Unsurprisingly the Standard has picked up on Boris’s Magic Stealth Airport, but unusually there’s actually a picture.  Whether this was done by a Standard graphics bod or crayoned by Malthouse in City Hall I have no idea.  I hope it’s the former, since it’s got High Speed 1 in the wrong place, but it does help get some handle on which option they’re looking at ; the eastern (Marinair, and where Boris’s dredger went) or the western (off Sheerness, where I thought it would be based on the original ‘two miles off Sheppey’ quote).

Basically, it’s the eastern option.  The rail link to HS1 is exactly where the Marinair option puts it, even if HS1 isn’t where reality puts it.  The terminals are on land, one in Essex (actually, at Foulness, where the 1960s/70s project was going to be) and one at the eastern end of Sheppey.  This explains why the transit times are shorter than we expected – they’ve separated the plane from the terminal by about 7 miles, and the headline figures are the transfer times by high-speed rail from London to the Sheppey terminal.  They quote 7 minutes transfer time to the actual runways.  The Essex terminal would presumably connect to Crossrail via Shenfield rather than Abbey Wood – that requires a rather more modest 8 or 9 mile electrified railway line plus the possible closure of Southend Victoria to make room for the trains.  Extending c2c services from Shoeburyness is also possible, of course, which is only about five miles.

The runways are out at sea.  A long way out at sea.  In fact, they appear to be actually at the point the Brabo reached last Friday, which clears that one up – he really did go to see the white elephant.  The further out they are the less birdstrike risk and environmental damage they cause, but there are limits – RAF Dogger Bank was a Cold War joke, not a suitable place for an airport.  The further out you go the less protected you are from the weather, for instance, and this is a sea that eats towns.  The location thus envisaged is further out than Cambridge, Milton Keynes and Basingstoke and possibly east of Colchester and Ashford.  At least this means they avoid the SS Richard Montgomery by a good ten miles.

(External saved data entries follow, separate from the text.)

//! Order Models

use rust_decimal::Decimal;
use serde::{Deserialize, Serialize};
use sphere_core::entity::Entity;

use crate::cart::Cart;
use crate::catalog::ProductId;
use crate::ids::TypedId;
use crate::users::models::UserId;

/// Order id
pub type OrderId = TypedId<Order>;

/// Delivery status. The wire carries it as a boolean, delivered = `true`.
#[derive(Debug, Clone, Copy, PartialEq, Eq, Serialize, Deserialize)]
#[serde(from = "bool", into = "bool")]
pub enum OrderStatus {
    Pending,
    Delivered,
}

impl From<bool> for OrderStatus {
    fn from(delivered: bool) -> Self {
        if delivered { Self::Delivered } else { Self::Pending }
    }
}

impl From<OrderStatus> for bool {
    fn from(status: OrderStatus) -> Self {
        status == OrderStatus::Delivered
    }
}

/// One line of a placed order.
#[derive(Debug, Clone, PartialEq, Serialize, Deserialize)]
pub struct OrderItem {
    pub product_id: ProductId,
    #[serde(default)]
    pub product_name: Option<String>,
    pub quantity: u32,
    pub unit_price: Decimal,
}

/// Order Model
#[derive(Debug, Clone, PartialEq, Serialize, Deserialize)]
pub struct Order {
    pub id: OrderId,
    pub user_id: UserId,
    pub order_items: Vec<OrderItem>,
    pub total_amount: Decimal,
    pub status: OrderStatus,
}

impl Entity for Order {
    type Id = OrderId;

    fn id(&self) -> Self::Id {
        self.id
    }
}

/// One line of an order being placed.
#[derive(Debug, Clone, PartialEq, Eq, Serialize, Deserialize)]
pub struct NewOrderItem {
    pub product_id: ProductId,
    pub quantity: u32,
}

/// Checkout payload: the cart reduced to product ids and quantities.
#[derive(Debug, Clone, Default, PartialEq, Eq, Serialize, Deserialize)]
pub struct NewOrder {
    pub order_items: Vec<NewOrderItem>,
}

impl From<&Cart> for NewOrder {
    fn from(cart: &Cart) -> Self {
        Self {
            order_items: cart
                .lines()
                .iter()
                .map(|line| NewOrderItem {
                    product_id: line.product.id,
                    quantity: line.quantity,
                })
                .collect(),
        }
    }
}
//! Dashboard figures.

use sphere_app::{context::AppContext, reports};
use tabled::{Table, Tabled};

use super::CliError;

#[derive(Tabled)]
struct MeritRow {
    username: String,
    merit_points: u64,
}

pub async fn run(ctx: &AppContext) -> Result<(), CliError> {
    let mut orders = ctx.orders();
    orders.load().await?;

    let mut users = ctx.users();
    users.load().await?;

    let totals = reports::order_totals(orders.orders());
    println!("total delivered: Ksh. {}", totals.delivered);
    println!("total pending:   Ksh. {}", totals.pending);

    let rows: Vec<MeritRow> = reports::merit_leaders(users.users())
        .into_iter()
        .map(|entry| MeritRow {
            username: entry.username,
            merit_points: entry.merit_points,
        })
        .collect();
    println!("{}", Table::new(rows));
    Ok(())
}
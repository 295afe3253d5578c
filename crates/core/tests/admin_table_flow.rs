//! End-to-end exercises of the store, editor and form working together,
//! the way an admin table view drives them.

use sphere_core::{
    editor::{CommitOutcome, OptimisticEditor, RollbackPolicy, RowState},
    fixtures::{InMemoryGateway, SampleRecord, sample_records},
    store::{RemoteCollectionStore, Sort, SortDirection},
};
use testresult::TestResult;

#[tokio::test]
async fn load_filter_sort_edit_commit() -> TestResult {
    let gateway = InMemoryGateway::new(sample_records());
    let mut store: RemoteCollectionStore<SampleRecord> = RemoteCollectionStore::new();
    store.declare_filter("name", |r| r.name.clone());
    let mut editor = OptimisticEditor::new();

    store.load(&gateway).await?;
    store.set_filter("name", "sphere");
    store.set_sort(Sort::new(
        |a, b| a.rating.cmp(&b.rating),
        SortDirection::Descending,
    ));

    let view: Vec<i64> = store.view().iter().map(|r| r.id).collect();
    assert_eq!(view, vec![1, 2, 5], "filtered then rating-descending");

    // Edit one visible row and commit it.
    assert!(editor.begin_edit(&store, 5), "row becomes editable");
    editor.stage(&mut store, 5, |r| r.rating = 4)?;
    let outcome = editor.commit(&mut store, &gateway, 5).await?;

    assert!(matches!(outcome, CommitOutcome::Confirmed), "commit landed");
    assert_eq!(editor.row_state(5), RowState::Viewing, "row read-only again");

    // The projection reflects the new rating without being re-declared.
    let view: Vec<i64> = store.view().iter().map(|r| r.id).collect();
    assert_eq!(view, vec![1, 5, 2], "sort re-derives over the edited value");

    // And the gateway saw the full record.
    assert_eq!(
        gateway.records().iter().find(|r| r.id == 5).map(|r| r.rating),
        Some(4),
        "persisted state matches"
    );

    Ok(())
}

#[tokio::test]
async fn outage_mid_session_empties_then_recovers() -> TestResult {
    let gateway = InMemoryGateway::new(sample_records());
    let mut store: RemoteCollectionStore<SampleRecord> = RemoteCollectionStore::new();

    store.load(&gateway).await?;
    assert_eq!(store.len(), 10, "first load lands");

    gateway.set_unavailable(true);
    assert!(store.load(&gateway).await.is_err(), "outage surfaces");
    assert!(store.is_empty(), "failed load leaves the collection empty");

    gateway.set_unavailable(false);
    store.load(&gateway).await?;
    assert_eq!(store.len(), 10, "next load replaces wholesale");

    Ok(())
}

#[tokio::test]
async fn divergence_is_opt_in_per_policy() -> TestResult {
    let gateway = InMemoryGateway::new(sample_records());
    let mut store: RemoteCollectionStore<SampleRecord> = RemoteCollectionStore::new();
    let mut keep_local = OptimisticEditor::with_policy(RollbackPolicy::KeepLocal);

    store.load(&gateway).await?;

    keep_local.begin_edit(&store, 1);
    keep_local.stage(&mut store, 1, |r| r.name = "renamed offline".to_string())?;
    gateway.set_unavailable(true);
    let outcome = keep_local.commit(&mut store, &gateway, 1).await?;

    assert!(
        matches!(outcome, CommitOutcome::FailedKeptLocal(_)),
        "divergence is reported, not hidden"
    );
    assert_eq!(
        store.get(1).map(|r| r.name.as_str()),
        Some("renamed offline"),
        "local keeps the optimistic value"
    );

    // A later successful load reconciles the divergence.
    gateway.set_unavailable(false);
    store.load(&gateway).await?;
    assert_eq!(
        store.get(1).map(|r| r.name.as_str()),
        Some("disco sphere"),
        "full reload restores the server's truth"
    );

    Ok(())
}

What does this mean?  First, you’ve got a huge job on your transit system within the airport – at existing airports, once you’re checked in you can usually walk to the plane, give or take.  At Stansted there’s a short shuttle train to most of the stands, but again it’s not far and rather a low-tech trundly thing.  Heathrow T5 likewise has remote stands reached by underground train.  However, here we’re talking 7 or 8 miles, quoted at 7 minutes, implying a start-to-stop average of 60mph.  That’s fast.  It’s quite possibly uncomfortable, too, depending on the peak speed and the deceleration required.  Untried technology again, Boris?

Presumably you have to shuttle people’s bags out separately, if you really are building the terminals on land as opposed to just a transit facility between road/rail and shuttle (there are security advantages in having the tunnels airside, of course).  That also requires an innovative solution – a 7 mile conveyor belt isn’t going to cut it.  So you have baggage handlers at each terminal to load the bags onto baggage shuttles, which follow their owners out to the islands where (assuming they’re on the right island) more baggage handlers pull them off and put them on the aeroplane.  Some transit system.  Some job creation scheme.

Which brings us to another issue – how do you get workers out to the airport?  Heathrow employs tens of thousands of people, who have an entire city on the doorstep to live in and direct bus, rail and tube connections from a large area of west London.  Obviously here we’ve got two coastal towns in Southend and Sheerness, but that’s still a mighty old commute, and there’d have to be a substantial building programme, remembering this is way outside the Thames Gateway area.  They can also only come in with the travelling public on the transit tube, as well, so you’ve got scale it for that as well as the baggage.  That suggests that you’d want to keep as much of the jobs onshore with just baggage handling, marshalling, fuelling etc. offshore, which does beg the question whether travellers are expected to trundle out to the island just before or two hours before the flight.  If the latter, you need the catering and shopping out there too, so your transit tube now has to be big enough to ship all the stuff for the shops, bars and cafes, with appropriate logistics staff at each end.  Either way, everything has to be duplicated – it really is two airports with a terminal and two runways each.

In short, this is still fantasy stuff – is there really nowhere else in London that could use a 15-mile underground railway?  Is there nowhere else in London that could use investment in new high speed rail infrastructure?  Is there any appreciation of how people are expected to cross London and how much this will add to their journeys in terms of time and cost?  Faced with a flight from Borisport at £50 with a £30 rail fare on top or a flight at £60 from Luton with a £15 rail fare, which will they go for?  Which airline will do better, the one from Luton or the one from Borisport?

Basically, give it up now, Boris.  You’ve been had again.  You really must do something about your lack of any kind of experience or ability to judge truly loony schemes before you cost us a fortune.  Get a proper transport advisor now.